A hora da verdade

Coluna do Altair Bail, publicada todos os domingos no JM News

O clima de ansiedade aumentou entre os torcedores do Operário depois do anúncio do primeiro jogo amistoso do time que vai encarar o Acesso a partir do dia 20 de abril. O adversário será o selecionado da Jamaica, que andou por aqui em 1998, preparando-se para a Copa da França. Não se trata de uma seleção de alto nível e nem representa o que há de mais expressivo no futebol da Concacaf, mas como teste para um time ainda em formação podemos dizer que é o ideal. Aliás, com tão pouco tempo de trabalho, nem deveríamos esperar por um adversário mais credenciado, sob pena da torcida achar que tudo está perdido, caso o Operário venha a sofrer um revés constrangedor. A promoção está de muito bom tamanho. Se a Jamaica não tem jogadores que possam impressionar, o Operário, da mesma forma, não tem nenhum ídolo formado numa sucessão de jogos-treinos. Tirando as equipes mais tradicionais, como Palmeiras, São Paulo, Corinthians, Flamengo e Botafogo, só para citar alguns exemplos, qualquer outro adversário terá menor importância do que o clube anfitrião. Interessa, na atual conjuntura, o elenco que representará a cidade na disputa por uma vaga na elite de 2009. Quando decidiu retornar ao profissionalismo, o Operário não imaginou que causaria tantas frustrações aos seus incontáveis torcedores. Foram quatro anos de luta inglória. As razões foram as mais diversas e nem haveria espaço para enumerá-las.
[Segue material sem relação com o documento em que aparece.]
//! Decides which activity to present for a launch request.
//!
//! A launch is described by its [`LaunchMode`] and an optional target data
//! source. Depending on what is already showing, the launcher focuses an
//! existing window, opens the data source and shows its main view, asks for
//! credentials, or falls back to the login entry screen. Every path ends in a
//! visible activity except the two explicit no-ops (external launch with
//! nothing showing, and a dismissed quick login over an existing window).
//!
//! `launch` blocks while the data source is constructed; run it on a worker
//! and marshal the callback back to the UI thread (see `executor`).

use crate::context::AppContext;
use crate::database::Database;
use crate::error::DatabaseError;
use crate::meta::DatabaseMeta;
use crate::provider::{Credentials, DatabaseProvider, LoginField, OpenOptions};
use std::sync::Arc;
use tracing::{debug, info, warn};

#[derive(Debug, Clone, Copy, PartialEq, Eq)]
pub enum LaunchMode {
    /// Process cold start.
    Initial,
    /// A second process instance forwarded its argument to this one.
    External,
    /// A UI action inside the running process.
    Internal,
}

#[derive(Debug, Clone, Copy, PartialEq, Eq)]
pub enum ActivityKind {
    Login,
    Main,
}

#[derive(Debug, Clone, PartialEq, Eq)]
pub struct ActivityHandle {
    pub id: u64,
    pub kind: ActivityKind,
    pub meta: Option<DatabaseMeta>,
}

/// A construction failure, reduced to what the UI shows.
#[derive(Debug, Clone, PartialEq, Eq)]
pub struct LaunchFailure {
    pub meta: Option<DatabaseMeta>,
    pub message_key: &'static str,
    pub detail: String,
}

impl LaunchFailure {
    pub fn new(meta: Option<&DatabaseMeta>, err: &DatabaseError) -> Self {
        Self {
            meta: meta.cloned(),
            message_key: err.message_key(),
            detail: err.to_string(),
        }
    }
}

pub struct CredentialRequest<'a> {
    pub meta: &'a DatabaseMeta,
    pub fields: &'a [LoginField],
    pub failure: Option<&'a LaunchFailure>,
    /// Lightweight prompt over an existing window rather than a full login screen.
    pub quick: bool,
}

/// The UI surface the launcher drives.
pub trait ActivityHost: Send + Sync {
    /// Activities currently showing, most recently focused first.
    fn showing(&self) -> Vec<ActivityHandle>;

    fn focus(&self, activity: &ActivityHandle);

    fn show_login(&self, failure: Option<&LaunchFailure>) -> ActivityHandle;

    fn show_main(&self, database: Arc<dyn Database>) -> ActivityHandle;

    /// Returns `None` when the user dismissed the prompt.
    fn prompt_credentials(&self, request: CredentialRequest<'_>) -> Option<Credentials>;

    fn show_error(&self, failure: &LaunchFailure);
}

#[derive(Debug)]
pub enum LaunchOutcome {
    Opened {
        activity: ActivityHandle,
        database: Arc<dyn Database>,
    },
    Focused(ActivityHandle),
    Entry {
        activity: ActivityHandle,
        failure: Option<LaunchFailure>,
    },
    /// Error shown over the window that requested the launch.
    Failed(LaunchFailure),
    Cancelled,
    Idle,
}

impl LaunchOutcome {
    pub fn activity(&self) -> Option<&ActivityHandle> {
        match self {
            LaunchOutcome::Opened { activity, .. }
            | LaunchOutcome::Focused(activity)
            | LaunchOutcome::Entry { activity, .. } => Some(activity),
            LaunchOutcome::Failed(_) | LaunchOutcome::Cancelled | LaunchOutcome::Idle => None,
        }
    }
}

pub type OnLaunched = Box<dyn FnOnce(&ActivityHandle, Option<Arc<dyn Database>>) + Send>;

pub struct ActivityLauncher {
    context: Arc<AppContext>,
    host: Arc<dyn ActivityHost>,
    mode: LaunchMode,
    argument: Option<DatabaseMeta>,
    options: OpenOptions,
    on_launched: Option<OnLaunched>,
}

impl ActivityLauncher {
    pub fn new(
        context: Arc<AppContext>,
        host: Arc<dyn ActivityHost>,
        mode: LaunchMode,
        argument: Option<DatabaseMeta>,
    ) -> Self {
        Self {
            context,
            host,
            mode,
            argument,
            options: OpenOptions::default(),
            on_launched: None,
        }
    }

    pub fn open_options(mut self, options: OpenOptions) -> Self {
        self.options = options;
        self
    }

    /// Called once with the resulting activity whenever the launch ends in one.
    pub fn on_launched(
        mut self,
        callback: impl FnOnce(&ActivityHandle, Option<Arc<dyn Database>>) + Send + 'static,
    ) -> Self {
        self.on_launched = Some(Box::new(callback));
        self
    }

    pub fn launch(mut self) -> LaunchOutcome {
        let argument = self.argument.take();
        info!(
            mode = ?self.mode,
            argument = argument.as_ref().map(DatabaseMeta::url),
            "Launching activity"
        );
        let outcome = match (self.mode, argument) {
            (LaunchMode::Initial, Some(meta)) => self.open_with_fallback(meta),
            (LaunchMode::Initial, None) => self.auto_login(),
            (LaunchMode::External, Some(meta)) => match self.focus_main_for(&meta) {
                Some(activity) => LaunchOutcome::Focused(activity),
                None => self.open_with_fallback(meta),
            },
            (LaunchMode::External, None) => self.focus_any(),
            (LaunchMode::Internal, Some(meta)) => match self.focus_main_for(&meta) {
                Some(activity) => LaunchOutcome::Focused(activity),
                None => self.open_with_quick_login(meta),
            },
            (LaunchMode::Internal, None) => self.focus_or_show_login(),
        };
        debug!(outcome = ?outcome, "Launch finished");

        if let Some(callback) = self.on_launched.take() {
            match &outcome {
                LaunchOutcome::Opened { activity, database } => {
                    callback(activity, Some(Arc::clone(database)))
                }
                LaunchOutcome::Focused(activity) | LaunchOutcome::Entry { activity, .. } => {
                    callback(activity, None)
                }
                LaunchOutcome::Failed(_) | LaunchOutcome::Cancelled | LaunchOutcome::Idle => {}
            }
        }
        outcome
    }

    /// Adds `meta` to the tracker and to the login data before any open attempt,
    /// so it shows up as known even when opening fails.
    fn record_known(&self, meta: &DatabaseMeta) {
        self.context.tracker().add_database(meta);
        self.context.login_data().remember(meta);
    }

    fn provider_for(&self, meta: &DatabaseMeta) -> Result<Arc<dyn DatabaseProvider>, DatabaseError> {
        self.context.registry().provider_for(meta)
    }

    fn construct(
        &self,
        provider: &dyn DatabaseProvider,
        meta: &DatabaseMeta,
        credentials: &Credentials,
    ) -> Result<Arc<dyn Database>, DatabaseError> {
        let result = provider.open(meta, credentials, self.options);
        if let Err(err) = &result {
            warn!(
                url = %meta.url(),
                provider = %provider.id(),
                key = err.message_key(),
                "Database construction failed: {err}"
            );
        }
        result
    }

    fn show_opened(&self, database: Arc<dyn Database>) -> LaunchOutcome {
        let meta = database.meta().clone();
        self.context.tracker().on_using(&meta);
        {
            let mut login = self.context.login_data();
            if login.saved_databases().contains(&meta) {
                if let Err(err) = login.set_selected_database(Some(&meta)) {
                    warn!("Could not select opened database: {err}");
                }
            }
        }
        let activity = self.host.show_main(Arc::clone(&database));
        info!(url = %meta.url(), activity = activity.id, "Showing main view");
        LaunchOutcome::Opened { activity, database }
    }

    fn fail_to_entry(&self, failure: LaunchFailure) -> LaunchOutcome {
        self.host.show_error(&failure);
        let activity = self.host.show_login(Some(&failure));
        LaunchOutcome::Entry {
            activity,
            failure: Some(failure),
        }
    }

    fn fail_in_place(&self, failure: LaunchFailure) -> LaunchOutcome {
        self.host.show_error(&failure);
        LaunchOutcome::Failed(failure)
    }

    /// Cold-start style open: try without credentials, ask for them only when
    /// that can help, and land on the login screen if nothing works.
    fn open_with_fallback(&self, meta: DatabaseMeta) -> LaunchOutcome {
        self.record_known(&meta);
        let provider = match self.provider_for(&meta) {
            Ok(provider) => provider,
            Err(err) => return self.fail_to_entry(LaunchFailure::new(Some(&meta), &err)),
        };
        let fields = provider.login_fields();
        let mut credentials = Credentials::new();
        loop {
            let err = match self.construct(provider.as_ref(), &meta, &credentials) {
                Ok(database) => return self.show_opened(database),
                Err(err) => err,
            };
            let failure = LaunchFailure::new(Some(&meta), &err);
            if !err.needs_credentials() {
                return self.fail_to_entry(failure);
            }
            let request = CredentialRequest {
                meta: &meta,
                fields: &fields,
                failure: Some(&failure),
                quick: false,
            };
            match self.host.prompt_credentials(request) {
                Some(entered) => credentials = entered,
                None => return self.fail_to_entry(failure),
            }
        }
    }

    fn auto_login(&self) -> LaunchOutcome {
        let (enabled, selected, credentials) = {
            let login = self.context.login_data();
            (
                login.is_auto_login(),
                login.selected_database().cloned(),
                login.auto_login_credentials().clone(),
            )
        };
        if !enabled {
            return LaunchOutcome::Entry {
                activity: self.host.show_login(None),
                failure: None,
            };
        }
        let Some(meta) = selected else {
            warn!("Auto-login enabled without a selected database");
            return LaunchOutcome::Entry {
                activity: self.host.show_login(None),
                failure: None,
            };
        };
        info!(url = %meta.url(), "Attempting auto-login");
        let opened = self
            .provider_for(&meta)
            .and_then(|provider| self.construct(provider.as_ref(), &meta, &credentials));
        match opened {
            Ok(database) => self.show_opened(database),
            Err(err) => self.fail_to_entry(LaunchFailure::new(Some(&meta), &err)),
        }
    }

    /// In-process open: anonymous providers open directly, everything else
    /// goes through the quick login prompt.
    fn open_with_quick_login(&self, meta: DatabaseMeta) -> LaunchOutcome {
        self.record_known(&meta);
        let provider = match self.provider_for(&meta) {
            Ok(provider) => provider,
            Err(err) => return self.fail_in_place(LaunchFailure::new(Some(&meta), &err)),
        };

        let mut failure = None;
        if provider.supports_anonymous() {
            match self.construct(provider.as_ref(), &meta, &Credentials::new()) {
                Ok(database) => return self.show_opened(database),
                Err(err) if err.needs_credentials() => {
                    failure = Some(LaunchFailure::new(Some(&meta), &err));
                }
                Err(err) => return self.fail_in_place(LaunchFailure::new(Some(&meta), &err)),
            }
        }

        let fields = provider.login_fields();
        loop {
            let request = CredentialRequest {
                meta: &meta,
                fields: &fields,
                failure: failure.as_ref(),
                quick: true,
            };
            let Some(credentials) = self.host.prompt_credentials(request) else {
                debug!(url = %meta.url(), "Quick login dismissed");
                return LaunchOutcome::Cancelled;
            };
            match self.construct(provider.as_ref(), &meta, &credentials) {
                Ok(database) => return self.show_opened(database),
                Err(err) if err.needs_credentials() => {
                    failure = Some(LaunchFailure::new(Some(&meta), &err));
                }
                Err(err) => return self.fail_in_place(LaunchFailure::new(Some(&meta), &err)),
            }
        }
    }

    fn focus_main_for(&self, meta: &DatabaseMeta) -> Option<ActivityHandle> {
        let activity = self
            .host
            .showing()
            .into_iter()
            .find(|activity| activity.kind == ActivityKind::Main && activity.meta.as_ref() == Some(meta))?;
        debug!(url = %meta.url(), activity = activity.id, "Database already open; focusing");
        self.host.focus(&activity);
        Some(activity)
    }

    fn focus_any(&self) -> LaunchOutcome {
        match self.host.showing().into_iter().next() {
            Some(activity) => {
                self.host.focus(&activity);
                LaunchOutcome::Focused(activity)
            }
            None => LaunchOutcome::Idle,
        }
    }

    fn focus_or_show_login(&self) -> LaunchOutcome {
        let login = self
            .host
            .showing()
            .into_iter()
            .find(|activity| activity.kind == ActivityKind::Login);
        match login {
            Some(activity) => {
                self.host.focus(&activity);
                LaunchOutcome::Focused(activity)
            }
            None => LaunchOutcome::Entry {
                activity: self.host.show_login(None),
                failure: None,
            },
        }
    }
}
Precisaríamos deste tablóide inteiro. Agora, com mais organização e profissionalismo, a torcida espera que este seja o último ano de segundona. Não dá mais para ver cidades com um quarto da nossa população disputando Série A, Brasileiro, Copa do Brasil e até Libertadores. Futebol só na telinha enjoa. Tomara que o jogo internacional do próximo domingo seja o ponta pé inicial para a grande virada. Apesar de castigada e muito desconfiada, a torcida não faltará com o seu apoio. Finalizamos com o triste registro do falecimento recente do ex-goleiro Arlindo, aos 65 anos. Foi um dos ídolos da memorável campanha de 1961. Descanse em paz, Arlindo!